The most beautiful tragic story
This story still puts a lump in my throat every time I tell it. It’s the story of a little colt with a big heart, whose personality will never be forgotten.
His name was Stetson.
Stetson was half brother to my horse Bandit, and I agreed to buy him from the breeder at just four weeks old and brought him home at seven months.
I talk a lot in my clinics about encouraging try in my horses, and I always did everything I could to encourage Stetson to try in every endeavour we ever undertook. Stetson was tragically injured in the field in his three year old year, and the story of his final hours is the one that pains me so.
At the time, I was renting a field in Doncaster, South Yorkshire for the two boys, I arrived one evening as I always did to find Stetson laid down in the field. This in itself was not unusual. What was strange was that he didn’t get up when I got out of my car and come running like he always did.
I jumped over the fence and got him up, it was immediately apparent that something was wrong. He couldn’t put any weight on his off side fore leg (front right). We gave him pain relief and poulticed his leg. It was January time and very wet, so our first thought was abscess. We left him over night but it was apparent the next morning that there was no change so we called the Vet. The vet couldn’t come immediately so we waited. I was a little late arriving and as I pulled in, I saw the vet wrestling with a hurting colt. As soon as I slammed my car door Stetson stopped and stood still with his leg in the air. Confused, the vet looked round, laughed, and said, you can tell who his dad is!

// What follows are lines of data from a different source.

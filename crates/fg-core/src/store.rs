//! Signal values and the central signal store.

use std::collections::{HashMap, HashSet};

use crate::error::{CoreError, CoreResult};
use crate::ids::SignalId;

/// Unit string every signal starts with and every empty unit normalizes to.
pub const DIMENSIONLESS: &str = "dimensionless";

/// A signal value with its unit metadata.
#[derive(Debug, Clone, PartialEq)]
pub struct Signal {
    pub value: f64,
    pub unit: String,
}

impl Signal {
    /// Create a signal with an explicit unit.
    pub fn new(value: f64, unit: impl Into<String>) -> Self {
        Self {
            value,
            unit: unit.into(),
        }
    }
}

impl Default for Signal {
    fn default() -> Self {
        Self {
            value: 0.0,
            unit: DIMENSIONLESS.to_string(),
        }
    }
}

/// Central storage for all signal values and metadata.
///
/// Single-writer by design; no internal synchronization. Values live in a
/// dense vector indexed by the integer id: the namespace allocates ids
/// contiguously from zero, so the flat array is both the fastest and the
/// simplest representation.
///
/// Unit discipline: the first non-dimensionless write to a signal installs
/// its declared unit; every later write must agree with the declaration or
/// fails with [`CoreError::UnitMismatch`]. `clear()` wipes values but keeps
/// declarations (unit contracts belong to the graph, not to any one run).
#[derive(Debug, Clone, Default)]
pub struct SignalStore {
    signals: Vec<Option<Signal>>,
    physics_driven: HashSet<SignalId>,
    declared_units: HashMap<SignalId, String>,
}

impl SignalStore {
    pub fn new() -> Self {
        Self::default()
    }

    /// Write a signal value with unit metadata.
    ///
    /// Writes addressed to the invalid sentinel are silently dropped. An
    /// empty unit normalizes to `"dimensionless"`. On a unit conflict the
    /// store is left unchanged for this write.
    pub fn write(&mut self, id: SignalId, value: f64, unit: &str) -> CoreResult<()> {
        if !id.is_valid() {
            return Ok(());
        }

        let unit = if unit.is_empty() { DIMENSIONLESS } else { unit };

        // First non-dimensionless write declares the expected unit. Never
        // freeze the contract to "dimensionless": that is just the
        // unwritten/default state.
        if unit != DIMENSIONLESS && !self.declared_units.contains_key(&id) {
            self.declared_units.insert(id, unit.to_string());
        }

        if let Some(expected) = self.declared_units.get(&id) {
            if expected != unit {
                return Err(CoreError::UnitMismatch {
                    signal: id,
                    expected: expected.clone(),
                    got: unit.to_string(),
                });
            }
        }

        let index = id.index() as usize;
        if index >= self.signals.len() {
            self.signals.resize_with(index + 1, || None);
        }
        self.signals[index] = Some(Signal::new(value, unit));
        Ok(())
    }

    /// Read a signal (value + unit). Unknown and sentinel ids read as the
    /// default `(0.0, "dimensionless")`; reads never fail.
    pub fn read(&self, id: SignalId) -> Signal {
        self.get(id).cloned().unwrap_or_default()
    }

    /// Read only the value.
    pub fn read_value(&self, id: SignalId) -> f64 {
        self.get(id).map_or(0.0, |signal| signal.value)
    }

    /// Declare the expected unit for a signal directly.
    pub fn declare_unit(&mut self, id: SignalId, expected_unit: impl Into<String>) {
        self.declared_units.insert(id, expected_unit.into());
    }

    /// Check a unit against any declaration without writing.
    pub fn validate_unit(&self, id: SignalId, unit: &str) -> CoreResult<()> {
        let unit = if unit.is_empty() { DIMENSIONLESS } else { unit };
        if let Some(expected) = self.declared_units.get(&id) {
            if expected != unit {
                return Err(CoreError::UnitMismatch {
                    signal: id,
                    expected: expected.clone(),
                    got: unit.to_string(),
                });
            }
        }
        Ok(())
    }

    /// Mark or unmark a signal as driven by a physics model.
    pub fn mark_physics_driven(&mut self, id: SignalId, driven: bool) {
        if driven {
            self.physics_driven.insert(id);
        } else {
            self.physics_driven.remove(&id);
        }
    }

    /// Whether a physics model produces this signal's value.
    pub fn is_physics_driven(&self, id: SignalId) -> bool {
        self.physics_driven.contains(&id)
    }

    /// Pre-allocate storage for the expected number of signals.
    pub fn reserve(&mut self, max_signals: usize) {
        if max_signals > self.signals.len() {
            self.signals.reserve(max_signals - self.signals.len());
        }
    }

    /// Number of signals that currently hold a written value.
    pub fn len(&self) -> usize {
        self.signals.iter().flatten().count()
    }

    pub fn is_empty(&self) -> bool {
        self.len() == 0
    }

    /// Wipe values and physics-driven flags. Declared units survive.
    pub fn clear(&mut self) {
        self.signals.clear();
        self.physics_driven.clear();
    }

    fn get(&self, id: SignalId) -> Option<&Signal> {
        if !id.is_valid() {
            return None;
        }
        self.signals.get(id.index() as usize)?.as_ref()
    }
}
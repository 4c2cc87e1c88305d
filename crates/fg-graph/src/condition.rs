//! Rule condition parsing and evaluation.
//!
//! Conditions take the single supported form `<signal_path> <op> <number>`
//! and compile down to a signal id, an operator and a constant: no boxed
//! closures, just a small struct evaluated against the store each tick.

use once_cell::sync::Lazy;
use regex::Regex;

use fg_core::{SignalId, SignalNamespace, SignalStore};

use crate::error::{CompileError, CompileResult};

/// Anchored pattern for the supported condition form.
pub const CONDITION_PATTERN: &str =
    r"^([A-Za-z0-9_./-]+)\s*(<=|>=|==|!=|<|>)\s*([-+]?(?:\d+\.?\d*|\.\d+)(?:[eE][-+]?\d+)?)$";

static CONDITION_REGEX: Lazy<Regex> =
    Lazy::new(|| Regex::new(CONDITION_PATTERN).expect("condition pattern must compile"));

/// Comparison operators permitted in rule conditions.
#[derive(Debug, Clone, Copy, PartialEq, Eq)]
pub enum CompareOp {
    Lt,
    Le,
    Gt,
    Ge,
    Eq,
    Ne,
}

impl CompareOp {
    fn parse(text: &str) -> Option<Self> {
        match text {
            "<" => Some(CompareOp::Lt),
            "<=" => Some(CompareOp::Le),
            ">" => Some(CompareOp::Gt),
            ">=" => Some(CompareOp::Ge),
            "==" => Some(CompareOp::Eq),
            "!=" => Some(CompareOp::Ne),
            _ => None,
        }
    }

    /// IEEE-754 comparison; `==`/`!=` are exact by design.
    pub fn evaluate(self, lhs: f64, rhs: f64) -> bool {
        match self {
            CompareOp::Lt => lhs < rhs,
            CompareOp::Le => lhs <= rhs,
            CompareOp::Gt => lhs > rhs,
            CompareOp::Ge => lhs >= rhs,
            CompareOp::Eq => lhs == rhs,
            CompareOp::Ne => lhs != rhs,
        }
    }
}

/// A compiled rule condition: reads one signal, compares to one constant.
#[derive(Debug, Clone, PartialEq)]
pub struct CompiledCondition {
    signal: SignalId,
    op: CompareOp,
    rhs: f64,
}

impl CompiledCondition {
    /// Evaluate against the current store state.
    pub fn eval(&self, store: &SignalStore) -> bool {
        self.op.evaluate(store.read_value(self.signal), self.rhs)
    }

    /// The signal this condition observes.
    pub fn signal(&self) -> SignalId {
        self.signal
    }
}

/// Compile a condition string, interning the signal path (creating it if
/// new; rules may observe signals nothing else mentions).
pub fn compile_condition(
    expr: &str,
    signal_ns: &mut SignalNamespace,
    rule_id: &str,
) -> CompileResult<CompiledCondition> {
    let bad_condition = || CompileError::BadRuleCondition {
        rule_id: rule_id.to_string(),
        condition: expr.to_string(),
    };

    let captures = CONDITION_REGEX
        .captures(expr.trim())
        .ok_or_else(bad_condition)?;

    let op = CompareOp::parse(&captures[2]).ok_or_else(bad_condition)?;
    let rhs: f64 = captures[3].parse().map_err(|_| bad_condition())?;

    Ok(CompiledCondition {
        signal: signal_ns.intern(&captures[1]),
        op,
        rhs,
    })
}
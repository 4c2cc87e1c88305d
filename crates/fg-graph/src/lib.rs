//! fg-graph: graph specification and compiler for FluxGraph.
//!
//! Provides:
//! - Plain-data spec types ([`GraphSpec`] and friends) a host builds
//!   programmatically or reads from files via `fg-loaders`
//! - The graph compiler: parameter parsing, single-writer enforcement,
//!   cycle rejection on the non-delay subgraph, deterministic edge
//!   ordering, rule-condition compilation, optional stability validation
//!
//! # Example
//!
//! ```
//! use fg_core::{FunctionNamespace, SignalNamespace};
//! use fg_graph::{compile, EdgeSpec, GraphSpec, TransformSpec};
//!
//! let spec = GraphSpec {
//!     edges: vec![EdgeSpec::new(
//!         "input",
//!         "output",
//!         TransformSpec::new("linear")
//!             .with_param("scale", 2.0)
//!             .with_param("offset", 1.0),
//!     )],
//!     ..Default::default()
//! };
//!
//! let mut signal_ns = SignalNamespace::new();
//! let mut func_ns = FunctionNamespace::new();
//! let program = compile(&spec, &mut signal_ns, &mut func_ns, None).unwrap();
//! assert_eq!(program.edges.len(), 1);
//! ```

pub mod compiler;
pub mod condition;
pub mod error;
pub(crate) mod params;
pub mod spec;

// Re-exports for ergonomics
pub use compiler::{
    compile, parse_model, parse_transform, CompiledAction, CompiledEdge, CompiledProgram,
    CompiledRule, SignalOwner,
};
pub use condition::{compile_condition, CompareOp, CompiledCondition};
pub use error::{CompileError, CompileResult};
pub use spec::{ActionSpec, EdgeSpec, GraphSpec, ModelSpec, RuleSpec, TransformSpec};
//! Lumped thermal mass with power input and ambient cooling.

use fg_core::{CoreResult, SignalId, SignalNamespace, SignalStore};

use crate::traits::Model;

/// Simple heat capacity model: `dT/dt = (P_in - h*(T - T_amb)) / C`.
///
/// - `T`: temperature (degC), the owned output
/// - `P_in`: net heating power (W), read each tick
/// - `T_amb`: ambient temperature (degC), read each tick
/// - `C`: thermal mass (J/K)
/// - `h`: heat transfer coefficient (W/K)
///
/// Integration is forward Euler, so the stable step is `dt < 2*C/h`; with
/// `h <= 0` there is no cooling term and the scheme is unconditionally
/// stable.
#[derive(Debug, Clone)]
pub struct ThermalMass {
    id: String,
    thermal_mass: f64,
    heat_transfer_coeff: f64,
    initial_temp: f64,
    temperature: f64,
    temp_signal: SignalId,
    power_signal: SignalId,
    ambient_signal: SignalId,
}

impl ThermalMass {
    /// Build the model, interning its three signal paths in `ns`.
    #[allow(clippy::too_many_arguments)]
    pub fn new(
        id: impl Into<String>,
        thermal_mass: f64,
        heat_transfer_coeff: f64,
        initial_temp: f64,
        temp_signal_path: &str,
        power_signal_path: &str,
        ambient_signal_path: &str,
        ns: &mut SignalNamespace,
    ) -> Self {
        Self {
            id: id.into(),
            thermal_mass,
            heat_transfer_coeff,
            initial_temp,
            temperature: initial_temp,
            temp_signal: ns.intern(temp_signal_path),
            power_signal: ns.intern(power_signal_path),
            ambient_signal: ns.intern(ambient_signal_path),
        }
    }

    /// Current model temperature in degC.
    pub fn temperature(&self) -> f64 {
        self.temperature
    }
}

impl Model for ThermalMass {
    fn tick(&mut self, dt: f64, store: &mut SignalStore) -> CoreResult<()> {
        let net_power = store.read_value(self.power_signal);
        let ambient = store.read_value(self.ambient_signal);

        let heat_loss = self.heat_transfer_coeff * (self.temperature - ambient);

        // Forward Euler: T += dT/dt * dt
        let delta = (net_power - heat_loss) / self.thermal_mass * dt;
        self.temperature += delta;

        store.write(self.temp_signal, self.temperature, "degC")?;
        store.mark_physics_driven(self.temp_signal, true);
        Ok(())
    }

    fn reset(&mut self) {
        self.temperature = self.initial_temp;
    }

    fn stability_limit(&self) -> f64 {
        // Forward Euler stability for dT/dt = -(h/C)*T: dt < 2*C/h.
        if self.heat_transfer_coeff <= 0.0 {
            return f64::INFINITY; // no cooling, unconditionally stable
        }
        2.0 * self.thermal_mass / self.heat_transfer_coeff
    }

    fn describe(&self) -> String {
        format!(
            "ThermalMass(id={}, C={} J/K, h={} W/K, T0={} degC)",
            self.id, self.thermal_mass, self.heat_transfer_coeff, self.initial_temp
        )
    }

    fn output_signals(&self) -> Vec<SignalId> {
        vec![self.temp_signal]
    }
}
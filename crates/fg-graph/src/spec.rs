//! Plain-data graph specification.
//!
//! These structs are the protocol-agnostic description a host hands to the
//! compiler: built programmatically, or read from JSON/YAML by `fg-loaders`
//! (the file schema is a literal translation of these types). Parameter maps
//! are `BTreeMap` so iteration order is deterministic for every diagnostic
//! and compilation step that walks them.

use std::collections::BTreeMap;

use serde::{Deserialize, Serialize};

use fg_core::Variant;

/// Specification of a transform attached to an edge.
#[derive(Debug, Clone, PartialEq, Serialize, Deserialize, Default)]
pub struct TransformSpec {
    /// Transform kind tag: `"linear"`, `"first_order_lag"`, `"delay"`, ...
    #[serde(rename = "type")]
    pub kind: String,
    #[serde(default)]
    pub params: BTreeMap<String, Variant>,
}

impl TransformSpec {
    pub fn new(kind: impl Into<String>) -> Self {
        Self {
            kind: kind.into(),
            params: BTreeMap::new(),
        }
    }

    /// Add one parameter; chainable.
    pub fn with_param(mut self, name: impl Into<String>, value: impl Into<Variant>) -> Self {
        self.params.insert(name.into(), value.into());
        self
    }
}

/// Specification of a signal edge: source path, target path, transform.
#[derive(Debug, Clone, PartialEq, Serialize, Deserialize)]
pub struct EdgeSpec {
    pub source: String,
    pub target: String,
    pub transform: TransformSpec,
}

impl EdgeSpec {
    pub fn new(source: impl Into<String>, target: impl Into<String>, transform: TransformSpec) -> Self {
        Self {
            source: source.into(),
            target: target.into(),
            transform,
        }
    }
}

/// Specification of a physics model instance.
#[derive(Debug, Clone, PartialEq, Serialize, Deserialize)]
pub struct ModelSpec {
    /// Unique model identifier, e.g. `"chamber_air"`.
    pub id: String,
    /// Model kind tag, e.g. `"thermal_mass"`.
    #[serde(rename = "type")]
    pub kind: String,
    #[serde(default)]
    pub params: BTreeMap<String, Variant>,
}

impl ModelSpec {
    pub fn new(id: impl Into<String>, kind: impl Into<String>) -> Self {
        Self {
            id: id.into(),
            kind: kind.into(),
            params: BTreeMap::new(),
        }
    }

    /// Add one parameter; chainable.
    pub fn with_param(mut self, name: impl Into<String>, value: impl Into<Variant>) -> Self {
        self.params.insert(name.into(), value.into());
        self
    }
}

/// One action a rule emits when its condition fires.
#[derive(Debug, Clone, PartialEq, Serialize, Deserialize)]
pub struct ActionSpec {
    /// Target device name, e.g. `"heater"`.
    pub device: String,
    /// Function to invoke on the device, e.g. `"shutdown"`.
    pub function: String,
    #[serde(default)]
    pub args: BTreeMap<String, Variant>,
}

/// Specification of a reactive rule.
#[derive(Debug, Clone, PartialEq, Serialize, Deserialize)]
pub struct RuleSpec {
    pub id: String,
    /// Condition of the form `<signal_path> <op> <number>`.
    pub condition: String,
    #[serde(default)]
    pub actions: Vec<ActionSpec>,
    /// Host-side error policy, carried through verbatim.
    #[serde(default)]
    pub on_error: String,
}

/// Complete graph specification.
///
/// Sequence order is preserved through compilation wherever it affects
/// determinism: models tick in spec order, delay edges execute in spec
/// order, rules evaluate in spec order.
#[derive(Debug, Clone, PartialEq, Serialize, Deserialize, Default)]
pub struct GraphSpec {
    #[serde(default)]
    pub models: Vec<ModelSpec>,
    #[serde(default)]
    pub edges: Vec<EdgeSpec>,
    #[serde(default)]
    pub rules: Vec<RuleSpec>,
}

#[cfg(test)]
mod tests {
    use super::*;

    #[test]
    fn transform_spec_builder() {
        let spec = TransformSpec::new("linear")
            .with_param("scale", 2.0)
            .with_param("offset", 1.0);
        assert_eq!(spec.kind, "linear");
        assert_eq!(spec.params.len(), 2);
    }

    #[test]
    fn graph_spec_json_round_trip() {
        let spec = GraphSpec {
            models: vec![ModelSpec::new("m", "thermal_mass").with_param("thermal_mass", 10.0)],
            edges: vec![EdgeSpec::new(
                "a",
                "b",
                TransformSpec::new("delay").with_param("delay_sec", 0.5),
            )],
            rules: vec![RuleSpec {
                id: "r1".to_string(),
                condition: "a > 1.0".to_string(),
                actions: vec![ActionSpec {
                    device: "dev".to_string(),
                    function: "stop".to_string(),
                    args: BTreeMap::new(),
                }],
                on_error: String::new(),
            }],
        };

        let text = serde_json::to_string(&spec).unwrap();
        let back: GraphSpec = serde_json::from_str(&text).unwrap();
        assert_eq!(back, spec);
    }

    #[test]
    fn missing_sections_default_to_empty() {
        let spec: GraphSpec = serde_json::from_str("{}").unwrap();
        assert!(spec.models.is_empty());
        assert!(spec.edges.is_empty());
        assert!(spec.rules.is_empty());
    }

    #[test]
    fn kind_serializes_as_type() {
        let spec = TransformSpec::new("deadband").with_param("threshold", 0.1);
        let text = serde_json::to_string(&spec).unwrap();
        assert!(text.contains("\"type\":\"deadband\""));
    }
}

The vet gave me two choices as she had two theories. Neither were good! It was either take him to rainbow, the nearest equine hospital and get an X-ray for a potential fracture, or box rest him for a week for a suspected bone infection. I didn’t want to chance it so we splinted his leg and got him to the vets. This is where he started breaking my heart.
Despite the pain he must have been in, he stood and let us splint his leg with bandage after bandage, he limped behind me onto the trailer like he did it every day and he travelled like a professional. When we arrived at rainbow after what felt like an age, I unloaded him. Stetson wasn’t a seasoned demo or show horse. He was a colt that hadn’t travelled much, but when I asked him to walk down the brightly lit, narrow corridor he didn’t even hesitate. Limp, limp, limp. The little champion never stopped following me. Finally we made it to the X-ray room and he got some more pain relief.
It felt like forever that we had to wait in the little waiting room, but they finally called us back in to show us the X-rays. They hadn’t said anything up to that point, so I was full of hope. That was, until I saw the mixture of dark and light lines all across his knee. He’d shattered it. The vets could not tell whether it was a kick, or if he had slipped and gone down on it. But the choice was clear. It was possible to fit a metal plate in his leg. He would never be able to canter, and trot would be a struggle. He wouldn’t ever be ridden and restricted turnout was advised. He had tried so hard for me that day, and always, that I couldn’t let him live like that.
He followed me again, tired now from the travelling and the drugs, perhaps the adrenaline was wearing off too. He followed me into the padded room that makes a gentler landing. The vets gave him the injection and he took his last breath with his head in my arms. I had some time there to sit and reflect.
All the pain, and loss of mobility and he never once told me no, he never said it was too much or too difficult. That was the hardest bit.
He was immortalised by a good friend of ours, and his portrait is alongside Buddy’s ready for me to say hello to every morning. The pain never goes away, but the hoof prints stay in your heart forever.